Domani, giovedì 14 maggio, verrà pubblicato l’avviso per raccogliere le proposte dei gestori dei centri estivi. Nelle prossime settimane, quindi, una volta organizzato il servizio, verrà data comunicazione alle famiglie, che avranno a disposizione un volantino con tutte le proposte, e saranno, quindi, aperte le iscrizioni.

«Abbiamo deciso, nel caso di un auspicato e rapido ritorno a condizioni di quasi normalità, di procedere subito all’avvio delle attività educativo-ricreative estive in sicurezza – ha dichiarato l’assessore all’istruzione Cristina Tolio -. È fondamentale, infatti, in particolare in questo periodo in cui tutte le attività scolastiche, sportive, ludiche e aggregative sono state interrotte, offrire l’opportunità a bambini e ragazzi dai 3 ai 13 anni di avere a disposizione spazi sicuri e protetti dove trascorrere le giornate estive con i coetanei, all’aria aperta, seguiti da persone qualificate che propongono loro attività ludiche ed educative adeguate a ciascuna fascia di età».

Tra i punti che saranno da definire una volta che Stato e Regione emaneranno i relativi provvedimenti, rientrano, ad esempio, i rapporti numerici tra operatori e frequentanti, le misure di distanziamento, le modalità di ingresso e uscita, le norme di igiene per spazi, ambienti e superfici, la regolamentazione dell’eventuale servizio di mensa, il controllo sanitario preventivo di bambini, personale, accompagnatori.
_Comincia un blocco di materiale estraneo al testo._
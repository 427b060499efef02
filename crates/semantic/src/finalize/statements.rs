// Copyright (c) 2025 woxQAQ
//
// Licensed under the MIT License or Apache License 2.0
// See LICENSE files for details

//! WITH, UPDATE, INSERT and DELETE statements

use super::select::resolve_class_name;
use super::{fail, finalize};
use crate::context::ResolutionContext;
use crate::error::{SemanticError, SemanticResult};
use crate::resolution::{leading_selection, resolve_property};
use crate::scope::ScopeArg;
use crate::symbol::RangeClassInfo;
use crate::typecheck::{Operand, check_assignment};
use ecsql_ir::{Exp, ExpTree, NodeId, PropertyTarget, TypeInfo};
use tracing::instrument;

/// `WITH blocks statement`: every block, then the main statement
#[instrument(skip(tree, ctx))]
pub(super) fn finalize_common_table(
    tree: &mut ExpTree,
    ctx: &mut ResolutionContext,
    with: NodeId,
    depth: usize,
) -> SemanticResult<()> {
    for child in tree.children(with).to_vec() {
        let Exp::CommonTableBlock(block) = tree.kind(child) else {
            finalize(tree, ctx, child, depth + 1)?;
            continue;
        };
        let (name, declared) = (block.name.clone(), block.columns.len());
        let Some(statement) = tree.child(child, 0) else {
            continue;
        };
        finalize(tree, ctx, statement, depth + 2)?;

        let returned = leading_selection(tree, statement).map_or(0, |s| tree.children(s).len());
        if declared > 0 && declared != returned {
            let err = SemanticError::CteColumnCountMismatch {
                cte: name,
                defined: declared,
                returned,
            };
            return fail(tree, ctx, child, err);
        }
        tree.mark_finalized(child);
    }
    Ok(())
}

/// Resolve the target class of a DML statement
fn target_range(
    tree: &mut ExpTree,
    ctx: &mut ResolutionContext,
    statement: NodeId,
) -> SemanticResult<RangeClassInfo> {
    let class = tree
        .child(statement, 0)
        .filter(|&c| matches!(tree.kind(c), Exp::ClassName(_)));
    let Some(class) = class else {
        let err = SemanticError::UnknownClass(tree.kind(statement).kind_name().to_string());
        return fail(tree, ctx, statement, err);
    };
    resolve_class_name(tree, ctx, class)?;
    RangeClassInfo::from_node(tree, class)
        .ok_or_else(|| SemanticError::UnknownClass(tree.kind(class).kind_name().to_string()))
}

/// Resolve an assignment or INSERT target and return its type
///
/// Targets must be plain, non-system properties of the target class.
fn finalize_target(
    tree: &mut ExpTree,
    ctx: &mut ResolutionContext,
    target: NodeId,
) -> SemanticResult<TypeInfo> {
    let found = match resolve_property(tree, ctx, target) {
        Ok(found) => found,
        Err(err) => return fail(tree, ctx, target, err),
    };
    let assignable = match &found.resolved.target {
        PropertyTarget::Class { class, property } => {
            found.resolved.member_path().is_empty()
                && class.find_property(property).is_some_and(|p| !p.system)
        }
        _ => false,
    };
    if !assignable {
        let path = found.resolved.path.to_string();
        return fail(tree, ctx, target, SemanticError::InvalidAssignmentTarget(path));
    }

    let type_info = found.type_info.clone();
    if let Exp::PropertyName(property) = tree.kind_mut(target) {
        property.resolved = Some(found.resolved);
    }
    tree.set_type(target, type_info.clone())?;
    tree.mark_finalized(target);
    Ok(type_info)
}

/// `UPDATE class SET target = value, ... [WHERE ...]`
#[instrument(skip(tree, ctx))]
pub(super) fn finalize_update(
    tree: &mut ExpTree,
    ctx: &mut ResolutionContext,
    update: NodeId,
    depth: usize,
) -> SemanticResult<()> {
    let range = target_range(tree, ctx, update)?;
    let mut scope = ctx.push_scope(ScopeArg::ranges(vec![range]));

    for clause in tree.children(update).to_vec() {
        if !matches!(tree.kind(clause), Exp::AssignmentList) {
            finalize(tree, &mut scope, clause, depth + 1)?;
            continue;
        }
        for assignment in tree.children(clause).to_vec() {
            let (Some(target), Some(value)) = (tree.child(assignment, 0), tree.child(assignment, 1))
            else {
                continue;
            };
            let target_type = finalize_target(tree, &mut scope, target)?;
            finalize(tree, &mut scope, value, depth + 3)?;
            if let Err(err) = Operand::of(tree, value).and_then(|v| check_assignment(&target_type, v)) {
                return fail(tree, &mut scope, assignment, err);
            }
            tree.mark_finalized(assignment);
        }
        tree.mark_finalized(clause);
    }
    Ok(())
}

/// `INSERT INTO class [(properties)] VALUES (values)`
#[instrument(skip(tree, ctx))]
pub(super) fn finalize_insert(
    tree: &mut ExpTree,
    ctx: &mut ResolutionContext,
    insert: NodeId,
    depth: usize,
) -> SemanticResult<()> {
    let range = target_range(tree, ctx, insert)?;
    let class = range.class_map().cloned();
    let listed = tree.find_child(insert, |k| matches!(k, Exp::PropertyNameList));

    let target_types: Vec<TypeInfo> = {
        let mut scope = ctx.push_scope(ScopeArg::ranges(vec![range]));
        match listed {
            Some(list) => {
                let mut types = Vec::new();
                for target in tree.children(list).to_vec() {
                    types.push(finalize_target(tree, &mut scope, target)?);
                }
                tree.mark_finalized(list);
                types
            }
            None => class
                .iter()
                .flat_map(|c| c.visible_properties())
                .map(|p| p.type_info.clone())
                .collect(),
        }
    };

    let Some(values) = tree.find_child(insert, |k| matches!(k, Exp::ValueList)) else {
        return Ok(());
    };
    finalize(tree, ctx, values, depth + 1)?;
    let value_nodes = tree.children(values).to_vec();
    if value_nodes.len() != target_types.len() {
        let err = SemanticError::ValueCountMismatch {
            properties: target_types.len(),
            values: value_nodes.len(),
        };
        return fail(tree, ctx, values, err);
    }
    for (target_type, value) in target_types.iter().zip(value_nodes) {
        if let Err(err) = Operand::of(tree, value).and_then(|v| check_assignment(target_type, v)) {
            return fail(tree, ctx, value, err);
        }
    }
    Ok(())
}

/// `DELETE FROM class [WHERE ...]`
#[instrument(skip(tree, ctx))]
pub(super) fn finalize_delete(
    tree: &mut ExpTree,
    ctx: &mut ResolutionContext,
    delete: NodeId,
    depth: usize,
) -> SemanticResult<()> {
    let range = target_range(tree, ctx, delete)?;
    let mut scope = ctx.push_scope(ScopeArg::ranges(vec![range]));
    for clause in tree.children(delete).to_vec() {
        finalize(tree, &mut scope, clause, depth + 1)?;
    }
    Ok(())
}

#[cfg(test)]
mod tests {
    use super::*;
    use crate::testing;
    use ecsql_ir::{
        BooleanOperator, ClassNameRef, CommonTableBlock, Literal, PrimitiveType, SelectClauses,
    };

    fn run(tree: &mut ExpTree, root: NodeId) -> SemanticResult<()> {
        tree.set_root(root);
        let mut ctx = testing::context();
        finalize(tree, &mut ctx, root, 0)
    }

    fn psa(tree: &mut ExpTree) -> NodeId {
        tree.class_name(ClassNameRef::new(Some("ecsql"), "PSA"))
    }

    #[test]
    fn test_update_assignments_are_typed() {
        let mut tree = ExpTree::new();
        let class = psa(&mut tree);
        let target = tree.property("L");
        let value = tree.parameter(None);
        let i = tree.property("I");
        let three = tree.literal(Literal::Long(3));
        let predicate = tree.boolean(i, BooleanOperator::Gt, three);
        let root = tree.update(class, vec![(target, value)], Some(predicate), vec![]);
        run(&mut tree, root).unwrap();
        assert_eq!(tree.type_info(target), Some(&TypeInfo::long()));
        assert!(tree.is_finalized(root));
    }

    #[test]
    fn test_update_rejects_member_and_system_targets() {
        for path in ["P2D.X", "ECInstanceId"] {
            let mut tree = ExpTree::new();
            let class = psa(&mut tree);
            let target = tree.property(path);
            let value = tree.parameter(None);
            let root = tree.update(class, vec![(target, value)], None, vec![]);
            assert_eq!(
                run(&mut tree, root).unwrap_err().code(),
                "InvalidAssignmentTarget",
                "{path}"
            );
        }
    }

    #[test]
    fn test_update_value_must_match_target() {
        let mut tree = ExpTree::new();
        let class = psa(&mut tree);
        let target = tree.property("P2D");
        let value = tree.literal(Literal::String("x".into()));
        let root = tree.update(class, vec![(target, value)], None, vec![]);
        assert_eq!(run(&mut tree, root).unwrap_err().code(), "TypeMismatch");
    }

    #[test]
    fn test_insert_value_count() {
        let mut tree = ExpTree::new();
        let class = psa(&mut tree);
        let i = tree.property("I");
        let s = tree.property("S");
        let one = tree.literal(Literal::Long(1));
        let root = tree.insert(class, vec![i, s], vec![one]);
        assert_eq!(
            run(&mut tree, root).unwrap_err(),
            SemanticError::ValueCountMismatch {
                properties: 2,
                values: 1
            }
        );
    }

    #[test]
    fn test_insert_without_property_list_uses_visible_properties() {
        let mut tree = ExpTree::new();
        let class = tree.class_name(ClassNameRef::new(Some("ecsql"), "P"));
        let i = tree.parameter(None);
        let s = tree.literal(Literal::String("a".into()));
        let root = tree.insert(class, vec![], vec![i, s]);
        run(&mut tree, root).unwrap();
    }

    #[test]
    fn test_delete_where_resolves_against_target() {
        let mut tree = ExpTree::new();
        let class = psa(&mut tree);
        let d = tree.property("D");
        let param = tree.parameter(Some("d"));
        let predicate = tree.boolean(d, BooleanOperator::LtEq, param);
        let root = tree.delete(class, Some(predicate), vec![]);
        run(&mut tree, root).unwrap();
        assert_eq!(
            tree.type_info(d),
            Some(&TypeInfo::primitive(PrimitiveType::Double))
        );
    }

    #[test]
    fn test_cte_column_count() {
        let mut tree = ExpTree::new();
        let i = tree.property("I");
        let item = tree.derived(i, None);
        let from = tree.class_name(ClassNameRef::new(Some("ecsql"), "P"));
        let inner = tree.single_select(SelectClauses::new(vec![item], vec![from]));
        let inner = tree.select(inner);
        let one = tree.literal(Literal::Long(1));
        let outer_item = tree.derived(one, None);
        let outer = tree.single_select(SelectClauses::new(vec![outer_item], vec![]));
        let outer = tree.select(outer);
        let root = tree.common_table(
            false,
            vec![(CommonTableBlock::new("cte").with_columns(["a", "b"]), inner)],
            outer,
        );
        assert_eq!(
            run(&mut tree, root).unwrap_err(),
            SemanticError::CteColumnCountMismatch {
                cte: "cte".into(),
                defined: 2,
                returned: 1
            }
        );
    }
}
In ogni circoscrizione viene prevista, comunque, l’attivazione di almeno un centro estivo per fascia d’età: uno per la seconda infanzia, uno per la scuola primaria ed uno per la scuola secondaria di primo grado.

L’amministrazione si riserva comunque la possibilità, sulla base dell’evoluzione della situazione sanitaria legata all’emergenza in corso, di non attivare il servizio, a tutela della salute pubblica, degli utenti e degli operatori.